In one embodiment, the AEMEL of the present application comprises an anode plate, a cathode plate, and a plurality of bipolar plates (also referred to as intermediate plates). One purpose of these plates is to transport liquids and gases into and out of the cell. In one embodiment, a single component may serve as both an anode plate and a cathode plate, particularly in a series of stacked AEMEL cells, and is referred to as a bipolar plate or intermediate plate. In another embodiment, each cell may have separate components, namely an anode plate and a cathode plate.

In one embodiment, the intermediate plate (or bipolar plate) is made of metal. In some embodiments, the intermediate plate is made of coated or uncoated aluminum, nickel, copper, zinc, and/or stainless steel (e.g., SS 304, SS 316, SS 430, SS a-286, etc.). In some embodiments, the intermediate plate may be coated with a metal layer including nickel, gold, titanium, platinum, steel, ruthenium, iridium, silver, aluminum, copper, zinc, or another metal or combination thereof. In some embodiments, the intermediate plate is made of a non-metallic component (e.g., ceramic or plastic) that has been coated with a metal or metal layer as described above.

In a preferred embodiment, the intermediate plate (also referred to as a bipolar plate) comprises a single component with pocket flow fields on both sides to transport liquid and gas. In a preferred embodiment, the intermediate plate is made of stainless steel, most preferably type 316 stainless steel, although other types of stainless steel (or other metals) may be used in view of engineering and material considerations (e.g., coefficient of thermal expansion, electrical resistance, etc.).

In one embodiment, the anode plate is made of metal. In some embodiments, the anode is made of coated or uncoated aluminum, nickel, copper, zinc, and/or stainless steel (e.g., SS 304, SS 316, SS 430, SS a-286, etc.). In some embodiments, the anode plate may be coated with a metal layer including nickel, gold, titanium, platinum, steel, ruthenium, iridium, silver, aluminum, copper, zinc, or another metal or combination thereof.
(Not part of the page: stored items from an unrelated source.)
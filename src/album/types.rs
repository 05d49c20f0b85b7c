//! Album handles and listing results.

use url::Url;

use crate::descriptor::FileDescriptor;
use crate::fetch::FetchError;

/// Page size agreed with the listing endpoint.
pub const DEFAULT_PER_PAGE: u32 = 24;

/// Number of pages needed to cover `total` items at `per_page` items each.
///
/// Always derived from the declared total, never from how many items a page
/// actually returned. `per_page` of zero is treated as one.
#[must_use]
pub fn pages_needed(total: u64, per_page: u32) -> u32 {
    let per_page = u64::from(per_page.max(1));
    u32::try_from(total.div_ceil(per_page)).unwrap_or(u32::MAX)
}

/// An album on the site and what is known about its size.
#[derive(Debug, Clone, PartialEq, Eq)]
pub struct AlbumHandle {
    origin: String,
    path: String,
    link_url: Option<String>,
    per_page: u32,
    total: Option<u64>,
}

impl AlbumHandle {
    /// Handle for the album at `path` on the site serving `page_url`.
    ///
    /// # Errors
    ///
    /// Returns [`FetchError::InvalidUrl`] when `page_url` has no usable origin.
    pub fn for_page(page_url: &str, path: impl Into<String>) -> Result<Self, FetchError> {
        let parsed = Url::parse(page_url).map_err(|_| FetchError::invalid_url(page_url))?;
        let origin = parsed.origin();
        if !origin.is_tuple() {
            return Err(FetchError::invalid_url(page_url));
        }
        Ok(Self {
            origin: origin.ascii_serialization(),
            path: path.into(),
            link_url: Some(page_url.to_string()),
            per_page: DEFAULT_PER_PAGE,
            total: None,
        })
    }

    /// Child album sharing this handle's origin and page size.
    #[must_use]
    pub fn child(&self, path: impl Into<String>, link_url: Option<String>) -> Self {
        Self {
            origin: self.origin.clone(),
            path: path.into(),
            link_url,
            per_page: self.per_page,
            total: None,
        }
    }

    /// Overrides the page size (clamped to at least one).
    #[must_use]
    pub fn with_per_page(mut self, per_page: u32) -> Self {
        self.per_page = per_page.max(1);
        self
    }

    /// Scheme, host and port of the site, without a trailing slash.
    #[must_use]
    pub fn origin(&self) -> &str {
        &self.origin
    }

    /// Hierarchical album identifier.
    #[must_use]
    pub fn path(&self) -> &str {
        &self.path
    }

    /// Browser-facing URL of the album page, used as referer.
    #[must_use]
    pub fn link_url(&self) -> Option<&str> {
        self.link_url.as_deref()
    }

    /// Items per listing page.
    #[must_use]
    pub fn per_page(&self) -> u32 {
        self.per_page
    }

    /// Total item count, known after the first page fetch.
    #[must_use]
    pub fn total(&self) -> Option<u64> {
        self.total
    }

    /// Records the total declared by a listing response.
    pub fn record_total(&mut self, total: u64) {
        self.total = Some(total);
    }

    /// Absolute URL of an endpoint path on this album's site.
    #[must_use]
    pub fn endpoint(&self, path: &str) -> String {
        format!("{}{}", self.origin, path)
    }
}

/// One page of an album listing.
#[derive(Debug, Clone, PartialEq, Eq)]
pub struct AlbumPage {
    /// Files on this page, in listing order.
    pub files: Vec<FileDescriptor>,
    /// Zero-based item offset of the page.
    pub offset: u64,
    /// Album total declared by this response.
    pub total: u64,
}

/// A direct child of an album.
#[derive(Debug, Clone, PartialEq, Eq)]
pub struct SubalbumRef {
    /// Display title, used (sanitized) as directory name.
    pub title: String,
    /// Handle for listing the child.
    pub handle: AlbumHandle,
}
In a preferred embodiment, the anode plate is a stainless steel plate with a pocket flow field to transport liquids and gases, most preferably type 316 stainless steel, although other types of stainless steel (or other metals) may be used in view of engineering and material considerations (e.g., coefficient of thermal expansion, electrical resistance, etc.).

In an embodiment of the present application, water is fed into the AEMEL. In a preferred embodiment, water is fed at the anode side. Thus, in certain embodiments, the anode plate can have a flow field to allow water to be fed into the AEMEL on the anode side. The flow field and/or inlet may be machined directly onto the anode plate or may be provided as a separate structure attachable to the anode plate. The flow field may simply be a pocket in which water may be randomly distributed within the porous transport layer. In AEMEL, oxygen is produced at the anode. In certain embodiments, the anode can have a pocket flow field arranged for oxygen in the anode plate with an outlet to allow oxygen to flow out of the AEMEL at the anode plate. The flow fields (pockets or other specific patterns) and/or outlets may be machined on the anode plate or may be provided as separate structures attachable to the anode plate. The flow field of water and the flow field of oxygen may be connected, or may be separate.
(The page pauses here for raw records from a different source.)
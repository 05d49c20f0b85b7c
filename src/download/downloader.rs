//! Streaming media download under the media retry policy.

use std::path::Path;
use std::sync::Arc;
use std::time::SystemTime;

use filetime::FileTime;
use futures_util::StreamExt;
use reqwest::Client;
use reqwest::header::{ACCEPT, LAST_MODIFIED};
use tokio::fs::File;
use tokio::io::{AsyncWriteExt, BufWriter};
use tracing::{debug, instrument};

use crate::descriptor::FileDescriptor;
use crate::events::EventSink;
use crate::fetch::{FetchError, RetryPolicy, build_client, run_with_retry};
use crate::user_agent::ACCEPT_MEDIA;

/// Connect timeout for media downloads.
pub const MEDIA_CONNECT_TIMEOUT_SECS: u64 = 30;

/// Read timeout for media downloads (large videos take a while).
pub const MEDIA_READ_TIMEOUT_SECS: u64 = 300;

/// Downloads full-size media files to disk.
///
/// Each attempt starts from scratch: a partially written file is removed
/// before the next attempt. Nothing is resumed.
pub struct MediaDownloader {
    client: Client,
    policy: RetryPolicy,
    simulate: bool,
    events: Arc<dyn EventSink>,
}

impl std::fmt::Debug for MediaDownloader {
    fn fmt(&self, f: &mut std::fmt::Formatter<'_>) -> std::fmt::Result {
        f.debug_struct("MediaDownloader")
            .field("policy", &self.policy)
            .field("simulate", &self.simulate)
            .finish_non_exhaustive()
    }
}

impl MediaDownloader {
    /// Creates a downloader with the media timeouts.
    ///
    /// With `simulate` set, [`download`](Self::download) succeeds without
    /// touching the network or the filesystem.
    ///
    /// # Errors
    ///
    /// Returns [`FetchError::Client`] if the HTTP client cannot be built.
    pub fn new(
        policy: RetryPolicy,
        simulate: bool,
        events: Arc<dyn EventSink>,
    ) -> Result<Self, FetchError> {
        Ok(Self {
            client: build_client(MEDIA_CONNECT_TIMEOUT_SECS, MEDIA_READ_TIMEOUT_SECS)?,
            policy,
            simulate,
            events,
        })
    }

    /// Whether downloads are simulated.
    #[must_use]
    pub fn is_simulating(&self) -> bool {
        self.simulate
    }

    /// Downloads `file` to `destination`, creating its parent directory.
    ///
    /// When the response carries a valid `Last-Modified` header the file's
    /// modification time is set to it.
    ///
    /// # Errors
    ///
    /// Returns [`FetchError::Io`] when the directory or file cannot be
    /// written, and the last transport or status error once the media
    /// policy's attempts are exhausted.
    #[instrument(skip(self, file, destination), fields(url = %file.url(), path = %destination.display()))]
    pub async fn download(&self, file: &FileDescriptor, destination: &Path) -> Result<(), FetchError> {
        self.events.download_started(file, destination);
        if self.simulate {
            debug!("simulated download");
            self.events.download_finished(file, destination);
            return Ok(());
        }

        if let Some(parent) = destination.parent().filter(|p| !p.as_os_str().is_empty()) {
            tokio::fs::create_dir_all(parent)
                .await
                .map_err(|e| FetchError::io(parent, e))?;
        }

        let modified = run_with_retry(&self.policy, file.url(), |attempt| async move {
            debug!(attempt, "downloading");
            self.fetch_once(file.url(), destination).await
        })
        .await?;

        if let Some(modified) = modified {
            filetime::set_file_mtime(destination, FileTime::from_system_time(modified))
                .map_err(|e| FetchError::io(destination, e))?;
        }

        self.events.download_finished(file, destination);
        Ok(())
    }

    /// One download attempt. Returns the parsed `Last-Modified` time.
    async fn fetch_once(
        &self,
        url: &str,
        destination: &Path,
    ) -> Result<Option<SystemTime>, FetchError> {
        let response = self
            .client
            .get(url)
            .header(ACCEPT, ACCEPT_MEDIA)
            .send()
            .await
            .map_err(|e| FetchError::network(url, e))?;

        let status = response.status();
        if !status.is_success() {
            return Err(FetchError::http_status(url, status.as_u16()));
        }

        let modified = response
            .headers()
            .get(LAST_MODIFIED)
            .and_then(|v| v.to_str().ok())
            .and_then(|v| httpdate::parse_http_date(v).ok());

        let mut out = File::create(destination)
            .await
            .map_err(|e| FetchError::io(destination, e))?;

        if let Err(e) = stream_to_file(&mut out, response, url, destination).await {
            drop(out);
            debug!(path = %destination.display(), "removing partial file after error");
            let _ = tokio::fs::remove_file(destination).await;
            return Err(e);
        }

        Ok(modified)
    }
}

async fn stream_to_file(
    file: &mut File,
    response: reqwest::Response,
    url: &str,
    path: &Path,
) -> Result<u64, FetchError> {
    let mut writer = BufWriter::new(file);
    let mut stream = response.bytes_stream();
    let mut bytes_written: u64 = 0;

    while let Some(chunk) = stream.next().await {
        let chunk = chunk.map_err(|e| FetchError::network(url, e))?;
        writer
            .write_all(&chunk)
            .await
            .map_err(|e| FetchError::io(path, e))?;
        bytes_written += chunk.len() as u64;
    }

    writer.flush().await.map_err(|e| FetchError::io(path, e))?;
    Ok(bytes_written)
}

#[cfg(test)]
#[allow(clippy::unwrap_used)]
mod tests {
    use std::sync::atomic::{AtomicUsize, Ordering};
    use std::time::{Duration, UNIX_EPOCH};

    use tempfile::TempDir;
    use tokio::io::AsyncReadExt;
    use tokio::net::TcpListener;
    use wiremock::matchers::{method, path};
    use wiremock::{Mock, ResponseTemplate};

    use super::*;
    use crate::events::NoopEvents;
    use crate::events::recording::RecordingEvents;
    use crate::test_support::socket_guard::start_mock_server_or_skip;

    /// Serves raw HTTP on localhost. The first `truncated` connections
    /// announce 100 bytes but send `partial` and hang up; later ones send
    /// `full`. Returns the base URL and a connection counter.
    async fn serve_truncated(truncated: usize) -> Option<(String, Arc<AtomicUsize>)> {
        if crate::test_support::socket_guard::should_skip_socket_bound_test() {
            return None;
        }
        let listener = TcpListener::bind("127.0.0.1:0").await.unwrap();
        let addr = listener.local_addr().unwrap();
        let hits = Arc::new(AtomicUsize::new(0));
        let counter = Arc::clone(&hits);

        tokio::spawn(async move {
            loop {
                let Ok((mut socket, _)) = listener.accept().await else {
                    return;
                };
                let hit = counter.fetch_add(1, Ordering::SeqCst);
                let mut request = Vec::new();
                let mut buf = [0u8; 1024];
                while !request.windows(4).any(|w| w == b"\r\n\r\n") {
                    match socket.read(&mut buf).await {
                        Ok(0) | Err(_) => break,
                        Ok(n) => request.extend_from_slice(&buf[..n]),
                    }
                }
                let response: &[u8] = if hit < truncated {
                    b"HTTP/1.1 200 OK\r\nContent-Length: 100\r\nConnection: close\r\n\r\npartial"
                } else {
                    b"HTTP/1.1 200 OK\r\nContent-Length: 4\r\nConnection: close\r\n\r\nfull"
                };
                let _ = socket.write_all(response).await;
                let _ = socket.shutdown().await;
            }
        });

        Some((format!("http://{addr}"), hits))
    }

    fn downloader(simulate: bool) -> MediaDownloader {
        MediaDownloader::new(
            RetryPolicy::new(3, Duration::ZERO),
            simulate,
            Arc::new(NoopEvents),
        )
        .unwrap()
    }

    #[tokio::test]
    async fn test_download_writes_content() {
        let Some(server) = start_mock_server_or_skip().await else {
            return;
        };
        Mock::given(method("GET"))
            .and(path("/albums/a/img.jpg"))
            .respond_with(ResponseTemplate::new(200).set_body_bytes(b"jpeg bytes".to_vec()))
            .expect(1)
            .mount(&server)
            .await;

        let dir = TempDir::new().unwrap();
        let dest = dir.path().join("img.jpg");
        let file = FileDescriptor::from_url(format!("{}/albums/a/img.jpg", server.uri()));
        downloader(false).download(&file, &dest).await.unwrap();

        assert_eq!(std::fs::read(&dest).unwrap(), b"jpeg bytes");
    }

    #[tokio::test]
    async fn test_download_sets_mtime_from_last_modified() {
        let Some(server) = start_mock_server_or_skip().await else {
            return;
        };
        Mock::given(method("GET"))
            .and(path("/old.jpg"))
            .respond_with(
                ResponseTemplate::new(200)
                    .insert_header("last-modified", "Wed, 21 Oct 2015 07:28:00 GMT")
                    .set_body_bytes(b"x".to_vec()),
            )
            .mount(&server)
            .await;

        let dir = TempDir::new().unwrap();
        let dest = dir.path().join("old.jpg");
        let file = FileDescriptor::from_url(format!("{}/old.jpg", server.uri()));
        downloader(false).download(&file, &dest).await.unwrap();

        let modified = std::fs::metadata(&dest).unwrap().modified().unwrap();
        assert_eq!(
            modified.duration_since(UNIX_EPOCH).unwrap().as_secs(),
            1_445_412_480
        );
    }

    #[tokio::test]
    async fn test_download_without_last_modified_keeps_fresh_mtime() {
        let Some(server) = start_mock_server_or_skip().await else {
            return;
        };
        Mock::given(method("GET"))
            .and(path("/new.jpg"))
            .respond_with(ResponseTemplate::new(200).set_body_bytes(b"x".to_vec()))
            .mount(&server)
            .await;

        let dir = TempDir::new().unwrap();
        let dest = dir.path().join("new.jpg");
        let before = SystemTime::now() - Duration::from_secs(60);
        let file = FileDescriptor::from_url(format!("{}/new.jpg", server.uri()));
        downloader(false).download(&file, &dest).await.unwrap();

        let modified = std::fs::metadata(&dest).unwrap().modified().unwrap();
        assert!(modified > before);
    }

    #[tokio::test]
    async fn test_download_simulate_makes_no_request_and_writes_nothing() {
        let Some(server) = start_mock_server_or_skip().await else {
            return;
        };
        Mock::given(method("GET"))
            .respond_with(ResponseTemplate::new(200))
            .expect(0)
            .mount(&server)
            .await;

        let dir = TempDir::new().unwrap();
        let dest = dir.path().join("nested").join("img.jpg");
        let events = Arc::new(RecordingEvents::default());
        let sim = MediaDownloader::new(RetryPolicy::default(), true, events.clone()).unwrap();
        assert!(sim.is_simulating());
        let file = FileDescriptor::from_url(format!("{}/img.jpg", server.uri()));
        sim.download(&file, &dest).await.unwrap();

        assert!(!dest.exists());
        assert!(!dir.path().join("nested").exists());
        assert_eq!(
            events.take(),
            vec!["download_started img.jpg", "download_finished img.jpg"]
        );
    }

    #[tokio::test]
    async fn test_download_retries_after_server_error() {
        let Some(server) = start_mock_server_or_skip().await else {
            return;
        };
        Mock::given(method("GET"))
            .and(path("/flaky.jpg"))
            .respond_with(ResponseTemplate::new(500))
            .up_to_n_times(1)
            .expect(1)
            .with_priority(1)
            .mount(&server)
            .await;
        Mock::given(method("GET"))
            .and(path("/flaky.jpg"))
            .respond_with(ResponseTemplate::new(200).set_body_bytes(b"ok".to_vec()))
            .expect(1)
            .with_priority(2)
            .mount(&server)
            .await;

        let dir = TempDir::new().unwrap();
        let dest = dir.path().join("flaky.jpg");
        let file = FileDescriptor::from_url(format!("{}/flaky.jpg", server.uri()));
        downloader(false).download(&file, &dest).await.unwrap();
        assert_eq!(std::fs::read(&dest).unwrap(), b"ok");
    }

    #[tokio::test]
    async fn test_download_exhausted_leaves_no_file() {
        let Some(server) = start_mock_server_or_skip().await else {
            return;
        };
        Mock::given(method("GET"))
            .and(path("/gone.jpg"))
            .respond_with(ResponseTemplate::new(404))
            .expect(3)
            .mount(&server)
            .await;

        let dir = TempDir::new().unwrap();
        let dest = dir.path().join("gone.jpg");
        let file = FileDescriptor::from_url(format!("{}/gone.jpg", server.uri()));
        let result = downloader(false).download(&file, &dest).await;

        match result {
            Err(FetchError::HttpStatus { status, .. }) => assert_eq!(status, 404),
            other => panic!("Expected HttpStatus error, got: {other:?}"),
        }
        assert!(!dest.exists());
    }

    #[tokio::test]
    async fn test_download_truncated_body_restarts_from_scratch() {
        let Some((base, hits)) = serve_truncated(1).await else {
            return;
        };

        let dir = TempDir::new().unwrap();
        let dest = dir.path().join("cut.jpg");
        let file = FileDescriptor::from_url(format!("{base}/cut.jpg"));
        downloader(false).download(&file, &dest).await.unwrap();

        assert_eq!(hits.load(Ordering::SeqCst), 2);
        assert_eq!(std::fs::read(&dest).unwrap(), b"full");
    }

    #[tokio::test]
    async fn test_download_truncated_body_exhausted_leaves_no_file() {
        let Some((base, hits)) = serve_truncated(usize::MAX).await else {
            return;
        };

        let dir = TempDir::new().unwrap();
        let dest = dir.path().join("cut.jpg");
        let file = FileDescriptor::from_url(format!("{base}/cut.jpg"));
        let two_attempts = MediaDownloader::new(
            RetryPolicy::new(2, Duration::ZERO),
            false,
            Arc::new(NoopEvents),
        )
        .unwrap();
        let result = two_attempts.download(&file, &dest).await;

        assert!(
            matches!(result, Err(FetchError::Network { .. })),
            "Expected Network error, got: {result:?}"
        );
        assert_eq!(hits.load(Ordering::SeqCst), 2);
        assert!(!dest.exists());
    }

    #[tokio::test]
    async fn test_download_creates_nested_directories() {
        let Some(server) = start_mock_server_or_skip().await else {
            return;
        };
        Mock::given(method("GET"))
            .and(path("/a.jpg"))
            .respond_with(ResponseTemplate::new(200).set_body_bytes(b"a".to_vec()))
            .mount(&server)
            .await;

        let dir = TempDir::new().unwrap();
        let dest = dir.path().join("Trip").join("Day 1").join("a.jpg");
        let file = FileDescriptor::from_url(format!("{}/a.jpg", server.uri()));
        downloader(false).download(&file, &dest).await.unwrap();
        assert!(dest.exists());
    }
}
In one embodiment, the cathode plate is also made of metal. In another embodiment, the cathode plate is made of graphite. In some embodiments, the cathode plate is made of coated or uncoated aluminum, nickel, copper, zinc, and/or stainless steel (e.g., SS 304, SS 316, SS 430, SS a-286, etc.). In some embodiments, the cathode plate may be coated with a metal layer including nickel, gold, titanium, platinum, steel, ruthenium, iridium, silver, aluminum, copper, zinc, or another metal or combination thereof.

In a preferred embodiment, the cathode plate is a stainless steel plate with a flow field to transport liquids and gases, most preferably type 316 stainless steel, although other types of stainless steel (or other metals) may be used in view of engineering and material considerations (e.g., coefficient of thermal expansion, electrical resistance, etc.).

In AEMEL, hydrogen is produced at the cathode. Since the cathode in AEMEL of the present application can be configured as a dry cathode, hydrogen can be produced at the cathode at a pressure above ambient pressure (e.g., 1 atmosphere above sea level). In one embodiment, the cathode can have a flow field disposed therein with an outlet that allows hydrogen to flow out of the AEMEL at the cathode side. Hydrogen gas can flow out of the cathode at a pressure above ambient pressure, facilitating easy storage in a dedicated container, which can be pressurized. The hydrogen flow fields and/or outlets may be machined on the cathode or may be provided as separate structures attachable to the cathode plate. In a preferred embodiment, the cathode is a dry cathode. At the dry cathode, no liquid is present other than water.

In one embodiment, the anode plate, the intermediate plate, and the cathode plate may have a serpentine flow field design, a multi-serpentine flow channel design, a parallel flow field design, an interdigitated flow field design, a pocket flow field design, or a combination thereof. In all cases, these fields are used to transport liquids and gases into and out of the cell. The pocket flow field does not have any machined pattern to direct the flow of liquids and gases. In other words, the flow direction is not constrained by the grooves (as is the case with serpentine flow fields, for example). Instead, it accommodates diffusion layers (PTL or GDL) and allows gas and/or liquid flow to occur only through the pores of these diffusion layers, as illustrated in fig. 6. If placed correctly, multiple water inlets may constructively produce a constant flow in the active area.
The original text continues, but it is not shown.